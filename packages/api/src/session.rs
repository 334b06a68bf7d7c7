//! # Session container
//!
//! [`Session`] owns the bearer token, the user profile, and the role and
//! permission lists for the running app. It is a cheap-clone handle: the
//! client, the router guard and the UI all hold clones of the same state.
//!
//! Token and profile are written through to a [`KeyValueStore`] under the
//! `token` / `userInfo` keys (see [`store::session`]); roles and permissions
//! live in memory only.
//!
//! Mutation is single-threaded: every change comes from a user action or
//! from the response stage of one request, so `Rc<RefCell<_>>` is enough.
//! Listeners registered with [`Session::subscribe`] run after every
//! mutation, which is how the UI mirrors the state into a signal.

use std::cell::RefCell;
use std::rc::Rc;

use serde::{Deserialize, Serialize};
use store::{session as record, KeyValueStore, UserProfile};

/// Snapshot of the session.
#[derive(Clone, Debug, Default, PartialEq, Serialize, Deserialize)]
pub struct SessionState {
    pub token: Option<String>,
    pub profile: Option<UserProfile>,
    pub roles: Vec<String>,
    pub permissions: Vec<String>,
}

impl SessionState {
    pub fn is_logged_in(&self) -> bool {
        self.token.as_deref().is_some_and(|t| !t.is_empty())
    }

    pub fn display_name(&self) -> &str {
        self.profile
            .as_ref()
            .map(UserProfile::display_name)
            .unwrap_or_default()
    }
}

/// Everything a successful login hands back.
#[derive(Clone, Debug, Default, PartialEq, Serialize, Deserialize)]
#[serde(rename_all = "camelCase")]
pub struct LoginGrant {
    pub token: String,
    #[serde(default)]
    pub user_info: UserProfile,
    #[serde(default)]
    pub permissions: Vec<String>,
    #[serde(default)]
    pub roles: Vec<String>,
}

type Listener = Box<dyn Fn(&SessionState)>;

#[derive(Clone)]
pub struct Session {
    state: Rc<RefCell<SessionState>>,
    storage: Rc<dyn KeyValueStore>,
    listeners: Rc<RefCell<Vec<Listener>>>,
}

impl Session {
    /// Start from whatever token is persisted. The profile is restored
    /// separately by the bootstrap check.
    pub fn restore(storage: Rc<dyn KeyValueStore>) -> Self {
        let token = record::load_token(&*storage);
        Self {
            state: Rc::new(RefCell::new(SessionState {
                token,
                ..SessionState::default()
            })),
            storage,
            listeners: Rc::new(RefCell::new(Vec::new())),
        }
    }

    pub fn snapshot(&self) -> SessionState {
        self.state.borrow().clone()
    }

    pub fn token(&self) -> Option<String> {
        self.state.borrow().token.clone().filter(|t| !t.is_empty())
    }

    pub fn is_logged_in(&self) -> bool {
        self.state.borrow().is_logged_in()
    }

    pub fn profile(&self) -> Option<UserProfile> {
        self.state.borrow().profile.clone()
    }

    pub fn has_role(&self, role: &str) -> bool {
        self.state.borrow().roles.iter().any(|r| r == role)
    }

    pub fn has_permission(&self, permission: &str) -> bool {
        self.state.borrow().permissions.iter().any(|p| p == permission)
    }

    /// Register a callback invoked after every mutation.
    pub fn subscribe<F>(&self, listener: F)
    where
        F: Fn(&SessionState) + 'static,
    {
        self.listeners.borrow_mut().push(Box::new(listener));
    }

    fn notify(&self) {
        let snapshot = self.snapshot();
        for listener in self.listeners.borrow().iter() {
            listener(&snapshot);
        }
    }

    /// Store a fresh login and persist token + profile.
    pub fn establish(&self, grant: LoginGrant) {
        record::save_token(&*self.storage, &grant.token);
        record::save_profile(&*self.storage, &grant.user_info);
        *self.state.borrow_mut() = SessionState {
            token: Some(grant.token),
            profile: Some(grant.user_info),
            roles: grant.roles,
            permissions: grant.permissions,
        };
        self.notify();
    }

    /// Load the profile cached in storage, if any.
    pub fn restore_profile(&self) {
        if let Some(profile) = record::load_profile(&*self.storage) {
            self.state.borrow_mut().profile = Some(profile);
            self.notify();
        }
    }

    /// Replace the in-memory profile with the server's view of the user.
    pub fn apply_current(&self, profile: UserProfile) {
        self.state.borrow_mut().profile = Some(profile);
        self.notify();
    }

    /// Merge a partial profile and persist the result.
    pub fn update_profile(&self, partial: UserProfile) {
        let merged = {
            let mut state = self.state.borrow_mut();
            let profile = state.profile.get_or_insert_with(UserProfile::default);
            profile.merge(partial);
            profile.clone()
        };
        record::save_profile(&*self.storage, &merged);
        self.notify();
    }

    /// Forget the session in memory and in storage.
    pub fn clear(&self) {
        *self.state.borrow_mut() = SessionState::default();
        record::clear(&*self.storage);
        self.notify();
    }
}

#[cfg(test)]
mod tests {
    use super::*;
    use std::cell::Cell;
    use store::session::{TOKEN_KEY, USER_INFO_KEY};
    use store::MemoryStore;

    fn grant() -> LoginGrant {
        LoginGrant {
            token: "tok-1".into(),
            user_info: UserProfile::new().with("username", "admin").with("realName", "Admin"),
            permissions: vec!["*:*:*".into()],
            roles: vec!["admin".into()],
        }
    }

    #[test]
    fn test_restore_reads_persisted_token() {
        let storage = MemoryStore::new();
        storage.set(TOKEN_KEY, "persisted");
        let session = Session::restore(Rc::new(storage));
        assert!(session.is_logged_in());
        assert_eq!(session.token().as_deref(), Some("persisted"));
        assert!(session.profile().is_none());
    }

    #[test]
    fn test_establish_persists_and_clear_removes() {
        let storage = MemoryStore::new();
        let session = Session::restore(Rc::new(storage.clone()));
        assert!(!session.is_logged_in());

        session.establish(grant());
        assert!(session.is_logged_in());
        assert!(session.has_role("admin"));
        assert!(session.has_permission("*:*:*"));
        assert!(!session.has_role("teacher"));
        assert_eq!(storage.get(TOKEN_KEY).as_deref(), Some("tok-1"));
        assert!(storage.get(USER_INFO_KEY).unwrap().contains("\"username\":\"admin\""));

        session.clear();
        assert!(!session.is_logged_in());
        assert!(session.profile().is_none());
        assert!(storage.is_empty());
    }

    #[test]
    fn test_update_profile_merges_and_persists() {
        let storage = MemoryStore::new();
        let session = Session::restore(Rc::new(storage.clone()));
        session.establish(grant());

        session.update_profile(UserProfile::new().with("email", "a@b.c"));

        let profile = session.profile().unwrap();
        assert_eq!(profile.username(), Some("admin"));
        assert_eq!(profile.get("email").and_then(|v| v.as_str()), Some("a@b.c"));
        let stored = store::session::load_profile(&storage).unwrap();
        assert_eq!(stored, profile);
    }

    #[test]
    fn test_listeners_fire_on_each_mutation() {
        let session = Session::restore(Rc::new(MemoryStore::new()));
        let calls = Rc::new(Cell::new(0));
        let last_logged_in = Rc::new(Cell::new(false));
        {
            let calls = calls.clone();
            let last = last_logged_in.clone();
            session.subscribe(move |state| {
                calls.set(calls.get() + 1);
                last.set(state.is_logged_in());
            });
        }

        session.establish(grant());
        assert!(last_logged_in.get());
        session.apply_current(UserProfile::new().with("username", "admin"));
        session.clear();
        assert!(!last_logged_in.get());
        assert_eq!(calls.get(), 3);
    }

    #[test]
    fn test_clones_share_state() {
        let session = Session::restore(Rc::new(MemoryStore::new()));
        let other = session.clone();
        session.establish(grant());
        assert!(other.is_logged_in());
        assert_eq!(other.snapshot().display_name(), "Admin");
    }
}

▶ **Task directions**
From the material above, return every line that contains "String".

▶ **Output for this exercise**
    pub token: Option<String>,
    pub roles: Vec<String>,
    pub permissions: Vec<String>,
    pub token: String,
    pub permissions: Vec<String>,
    pub roles: Vec<String>,
    pub fn token(&self) -> Option<String> {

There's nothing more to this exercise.